Source data
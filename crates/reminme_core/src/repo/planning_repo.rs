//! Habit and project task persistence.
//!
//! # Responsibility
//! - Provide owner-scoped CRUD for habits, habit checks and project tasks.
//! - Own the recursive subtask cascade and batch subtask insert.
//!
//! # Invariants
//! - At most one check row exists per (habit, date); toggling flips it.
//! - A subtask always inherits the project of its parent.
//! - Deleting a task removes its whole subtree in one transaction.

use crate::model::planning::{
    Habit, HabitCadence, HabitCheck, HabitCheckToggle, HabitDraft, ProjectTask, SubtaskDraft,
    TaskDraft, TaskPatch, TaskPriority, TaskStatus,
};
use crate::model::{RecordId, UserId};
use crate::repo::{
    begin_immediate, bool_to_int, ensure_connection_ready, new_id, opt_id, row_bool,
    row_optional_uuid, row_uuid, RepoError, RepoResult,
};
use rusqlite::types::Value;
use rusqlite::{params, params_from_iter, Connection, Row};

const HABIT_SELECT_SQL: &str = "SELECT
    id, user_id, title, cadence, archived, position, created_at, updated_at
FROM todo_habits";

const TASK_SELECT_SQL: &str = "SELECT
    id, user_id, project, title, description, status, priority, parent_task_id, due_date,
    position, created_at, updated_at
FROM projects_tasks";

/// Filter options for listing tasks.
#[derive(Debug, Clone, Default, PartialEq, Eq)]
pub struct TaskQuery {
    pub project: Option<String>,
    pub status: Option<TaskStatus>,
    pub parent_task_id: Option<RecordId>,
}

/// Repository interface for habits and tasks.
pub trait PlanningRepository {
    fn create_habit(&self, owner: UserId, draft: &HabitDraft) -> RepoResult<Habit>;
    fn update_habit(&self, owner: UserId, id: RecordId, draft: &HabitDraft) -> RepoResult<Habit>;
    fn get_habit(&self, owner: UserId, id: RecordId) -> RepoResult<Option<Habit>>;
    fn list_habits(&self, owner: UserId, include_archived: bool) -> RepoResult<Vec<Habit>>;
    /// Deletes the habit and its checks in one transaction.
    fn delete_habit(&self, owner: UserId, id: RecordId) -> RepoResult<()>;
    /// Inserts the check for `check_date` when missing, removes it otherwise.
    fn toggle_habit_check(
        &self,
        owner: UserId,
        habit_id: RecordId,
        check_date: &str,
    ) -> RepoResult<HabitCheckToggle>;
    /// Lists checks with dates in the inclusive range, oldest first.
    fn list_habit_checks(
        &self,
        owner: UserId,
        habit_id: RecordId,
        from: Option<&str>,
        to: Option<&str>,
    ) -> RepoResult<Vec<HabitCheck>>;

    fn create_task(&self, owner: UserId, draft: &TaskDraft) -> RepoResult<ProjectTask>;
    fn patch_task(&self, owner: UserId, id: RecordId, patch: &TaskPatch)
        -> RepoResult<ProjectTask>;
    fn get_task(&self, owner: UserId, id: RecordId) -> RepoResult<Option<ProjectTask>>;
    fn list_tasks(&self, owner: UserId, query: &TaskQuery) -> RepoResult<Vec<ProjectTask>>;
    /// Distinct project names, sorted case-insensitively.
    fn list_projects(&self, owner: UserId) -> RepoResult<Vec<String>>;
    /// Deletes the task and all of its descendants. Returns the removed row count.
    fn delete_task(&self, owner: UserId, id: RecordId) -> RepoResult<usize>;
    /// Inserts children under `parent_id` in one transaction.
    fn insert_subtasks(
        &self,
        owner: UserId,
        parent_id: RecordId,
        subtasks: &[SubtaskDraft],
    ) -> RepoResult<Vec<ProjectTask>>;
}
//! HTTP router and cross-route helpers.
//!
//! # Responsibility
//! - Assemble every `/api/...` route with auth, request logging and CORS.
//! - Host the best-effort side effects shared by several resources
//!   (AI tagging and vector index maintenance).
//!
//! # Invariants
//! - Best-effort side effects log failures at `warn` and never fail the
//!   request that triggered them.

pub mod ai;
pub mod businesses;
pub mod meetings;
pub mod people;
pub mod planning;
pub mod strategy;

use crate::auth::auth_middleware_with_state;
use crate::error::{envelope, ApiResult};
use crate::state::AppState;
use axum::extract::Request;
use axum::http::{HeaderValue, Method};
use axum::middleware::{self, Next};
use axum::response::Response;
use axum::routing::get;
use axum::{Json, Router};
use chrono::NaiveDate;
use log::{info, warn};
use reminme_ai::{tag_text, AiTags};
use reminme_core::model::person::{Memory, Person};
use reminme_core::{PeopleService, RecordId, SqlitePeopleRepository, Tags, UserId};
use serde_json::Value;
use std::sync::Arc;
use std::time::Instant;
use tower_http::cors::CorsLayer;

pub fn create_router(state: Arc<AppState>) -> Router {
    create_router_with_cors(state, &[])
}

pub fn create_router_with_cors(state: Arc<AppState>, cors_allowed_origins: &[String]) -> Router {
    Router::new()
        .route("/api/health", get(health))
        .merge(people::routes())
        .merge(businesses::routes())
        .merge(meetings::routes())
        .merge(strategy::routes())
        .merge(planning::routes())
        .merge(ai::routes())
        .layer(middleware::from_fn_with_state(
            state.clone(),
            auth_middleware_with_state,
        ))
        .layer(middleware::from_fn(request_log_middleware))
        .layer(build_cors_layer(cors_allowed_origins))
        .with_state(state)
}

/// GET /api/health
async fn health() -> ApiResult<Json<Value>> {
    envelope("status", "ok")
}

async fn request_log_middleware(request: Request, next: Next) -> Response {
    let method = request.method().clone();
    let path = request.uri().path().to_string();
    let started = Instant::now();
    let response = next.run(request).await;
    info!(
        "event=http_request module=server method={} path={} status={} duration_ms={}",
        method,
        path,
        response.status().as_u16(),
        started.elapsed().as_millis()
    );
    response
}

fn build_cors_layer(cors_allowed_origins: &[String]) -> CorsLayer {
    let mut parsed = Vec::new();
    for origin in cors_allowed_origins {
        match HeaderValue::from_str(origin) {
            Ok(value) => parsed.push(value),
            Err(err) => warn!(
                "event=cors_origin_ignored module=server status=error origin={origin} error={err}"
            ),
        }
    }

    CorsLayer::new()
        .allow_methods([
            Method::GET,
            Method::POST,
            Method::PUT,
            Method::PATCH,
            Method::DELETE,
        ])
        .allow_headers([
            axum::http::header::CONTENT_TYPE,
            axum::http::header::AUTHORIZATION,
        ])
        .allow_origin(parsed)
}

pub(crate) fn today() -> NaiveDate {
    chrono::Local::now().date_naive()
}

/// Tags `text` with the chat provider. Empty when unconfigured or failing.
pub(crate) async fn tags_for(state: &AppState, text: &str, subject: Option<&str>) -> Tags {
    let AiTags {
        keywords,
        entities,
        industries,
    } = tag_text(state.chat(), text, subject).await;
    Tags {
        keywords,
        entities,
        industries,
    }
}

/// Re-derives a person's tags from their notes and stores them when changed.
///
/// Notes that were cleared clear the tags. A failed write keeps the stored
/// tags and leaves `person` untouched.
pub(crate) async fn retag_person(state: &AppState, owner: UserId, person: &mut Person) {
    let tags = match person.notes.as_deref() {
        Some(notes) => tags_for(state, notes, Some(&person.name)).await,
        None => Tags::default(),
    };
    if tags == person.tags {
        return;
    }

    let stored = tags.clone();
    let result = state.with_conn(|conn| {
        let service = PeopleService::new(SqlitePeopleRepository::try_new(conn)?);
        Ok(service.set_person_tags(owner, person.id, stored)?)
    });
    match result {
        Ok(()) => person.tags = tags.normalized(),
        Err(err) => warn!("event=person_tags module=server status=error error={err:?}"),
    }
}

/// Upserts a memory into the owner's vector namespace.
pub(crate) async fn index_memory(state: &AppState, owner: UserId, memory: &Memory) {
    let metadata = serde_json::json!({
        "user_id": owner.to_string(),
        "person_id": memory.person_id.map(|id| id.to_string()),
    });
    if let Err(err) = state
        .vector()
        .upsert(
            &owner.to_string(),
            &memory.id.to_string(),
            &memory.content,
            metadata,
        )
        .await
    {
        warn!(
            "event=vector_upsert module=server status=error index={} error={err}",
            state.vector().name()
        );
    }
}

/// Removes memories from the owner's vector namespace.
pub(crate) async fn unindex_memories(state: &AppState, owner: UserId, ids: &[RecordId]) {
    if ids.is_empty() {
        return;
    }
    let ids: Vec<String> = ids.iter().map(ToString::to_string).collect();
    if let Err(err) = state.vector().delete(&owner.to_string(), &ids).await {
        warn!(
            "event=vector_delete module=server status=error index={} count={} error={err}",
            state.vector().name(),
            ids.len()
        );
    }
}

▶ _DESCRIPTION OF THE TASK_
For the word "Inserts", say how many lines of the data include it, with nothing else in the reply.

▶ _EXERCISE ANSWER_
2